WHAT YOU SHOULD DO:
Scan the entries below for the word "only". Copy out every line in which it occurs.

Start of DATA SECTION

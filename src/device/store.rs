//! Backend trait for device and provider link storage.
//!
//! Devices belong to the host platform and are read-only here. Provider
//! links are owned by this service.

use async_trait::async_trait;
use thiserror::Error;

use super::types::{Device, ProviderDeviceLink};

/// Errors that can occur during device store operations.
#[derive(Debug, Error)]
pub enum DeviceStoreError {
    /// PostgreSQL operation failed
    #[error("PostgreSQL error: {0}")]
    Postgres(#[from] sqlx::Error),

    /// Backend is temporarily unavailable
    #[error("Backend unavailable: {0}")]
    Unavailable(String),
}

/// Storage abstraction behind the device registry.
///
/// Implementations must be thread-safe (`Send + Sync`) as they are shared
/// across request handlers.
#[async_trait]
pub trait DeviceStore: Send + Sync {
    /// Host devices registered by `user_id` for the mobile app `app_id`,
    /// ordered by device id.
    async fn list_user_devices(&self, app_id: &str, user_id: i64) -> Result<Vec<Device>, DeviceStoreError>;

    /// Device `device_id`, only if it is owned by `user_id`.
    ///
    /// Ownership is part of the lookup itself so a caller can never observe
    /// a device it does not own.
    async fn find_owned_device(&self, device_id: i64, user_id: i64) -> Result<Option<Device>, DeviceStoreError>;

    async fn find_link(&self, link_id: i64) -> Result<Option<ProviderDeviceLink>, DeviceStoreError>;

    /// Link of device `user_device_id`, creating an enabled one if none exists.
    ///
    /// Returns the link and whether it was created by this call. Concurrent
    /// callers for the same device observe a single link.
    async fn ensure_link(&self, user_device_id: i64) -> Result<(ProviderDeviceLink, bool), DeviceStoreError>;

    /// Persist the `enabled` flag. Returns false if the link vanished.
    async fn set_link_enabled(&self, link_id: i64, enabled: bool) -> Result<bool, DeviceStoreError>;

    /// Backend type identifier
    fn backend_type(&self) -> &'static str;
}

End of DATA SECTION

RESULT:
//! Devices belong to the host platform and are read-only here. Provider
    /// Device `device_id`, only if it is owned by `user_id`.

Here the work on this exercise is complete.